Just one minor thought, have you thought about storing the intermediate Vim script format into a new binary file (similar to how python uses .py and .pyc)?


This is exactly what WASM (WebAssembly) is. Why not make WASM a first class citizen in Vim 9 instead?

FASTER VIMSCRIPT wasm does a fabulous job here and was designed for this. Here is an exact quote from their github repo. https://github.com/WebAssembly/design
"WebAssembly is efficient and fast: Wasm bytecode is designed to be encoded in a size- and load-time-efficient binary format. WebAssembly aims to execute at native speed by taking advantage of common hardware capabilities available on a wide range of platforms."

Currently the new function prototype only makes function fast. There will be lot more work to make rest of the features fast. While I would love vimscript to be fast I'm not sure if it worth it. I would rather have vimscript compile to WASM and then execute. This way we only think about making the runtime fast.

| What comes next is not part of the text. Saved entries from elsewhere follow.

//! The demo application: its route table and views.

mod views;

pub use views::{home, home_redirect, layout, login, not_found};

use std::sync::Arc;

use crate::preload::LoaderFn;
use crate::router::{RouteEntry, RouteTable, RouterError};
use crate::store::{get_home_list, Slice, Store};

/// The application route table.
///
/// One shell route wraps the pages; the catch-all sits last so every
/// path still renders a full document. The home entry owns the `home`
/// slice through its loader.
pub fn routes() -> Result<RouteTable, RouterError> {
	let home_loader: LoaderFn = Arc::new(|store| Box::pin(get_home_list(store)));

	RouteTable::new(vec![
		RouteEntry::new("/", layout())
			.child(
				RouteEntry::new("/", home())
					.exact()
					.with_loader(Slice::Home, home_loader),
			)
			.child(RouteEntry::new("/login", login()).exact())
			.child(RouteEntry::new("/home", home_redirect()).exact())
			.child(RouteEntry::new("*", not_found())),
	])
}

/// Client-side counterpart of the server preload: fetches only the
/// slices the embedded payload left empty, so hydration never refetches
/// data the server already rendered.
pub async fn ensure_home_loaded(store: Arc<Store>) {
	if store.state().home.list.is_empty() {
		let _ = get_home_list(store).await;
	}
}

#[cfg(test)]
mod tests {
	use super::*;
	use crate::store::{Action, ListItem};
	use crate::testing::FakeApiClient;

	#[test]
	fn test_routes_build_cleanly() {
		let table = routes().unwrap();
		assert_eq!(table.matches("/").len(), 2);
		assert_eq!(table.matches("/login").len(), 2);
		assert_eq!(table.matches("/nonexistent-path").len(), 2);
	}

	#[tokio::test]
	async fn test_ensure_home_loaded_skips_populated_slice() {
		let client = Arc::new(FakeApiClient::new());
		let store = Store::client(client.clone(), None);
		store.dispatch(Action::ChangeHomeList(vec![ListItem::new("1", "seeded")]));

		ensure_home_loaded(store.clone()).await;

		assert_eq!(client.request_count(), 0);
		assert_eq!(store.state().home.list[0].title, "seeded");
	}

	#[tokio::test]
	async fn test_ensure_home_loaded_fetches_empty_slice() {
		let client = Arc::new(
			FakeApiClient::new().with_response(
				"/api/list.json",
				serde_json::json!({"data": [{"id": "9", "title": "fresh"}]}),
			),
		);
		let store = Store::client(client.clone(), None);

		ensure_home_loaded(store.clone()).await;

		assert_eq!(client.request_count(), 1);
		assert_eq!(store.state().home.list[0].title, "fresh");
	}
}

There are also lot of WASM runtimes currently some of which even supports JIT and native compilation and other optimizations. You can try this website and see what native assembly code it generates. https://mbebenita.github.io/WasmExplorer/

PHASING OUT INTERFACES
Lot of languages now supports compiling to WASM and this would solve the issue of having multiple language interfaces. Another option would be to use jobs and channels but currently someone still needs to write a small wrapper to take full advantage of this. Neovim has a remote RPC concept and official libraries for their languages and hence there is more abundance of the neovim plugins taking advantage of this and doing more complicated stuff then vim8 plugins. I personally don't use any of these interfaces but there are lot of people who use python plugins just so they can have the speed or use libraries that come with languages.
WASM fixes this issues about supporting someones best language.

BETTER VIMSCRIPT
This is the one I'm worried the most. I would personally be against breaking the language compatibility as it would be pain for us to support as a plugin author.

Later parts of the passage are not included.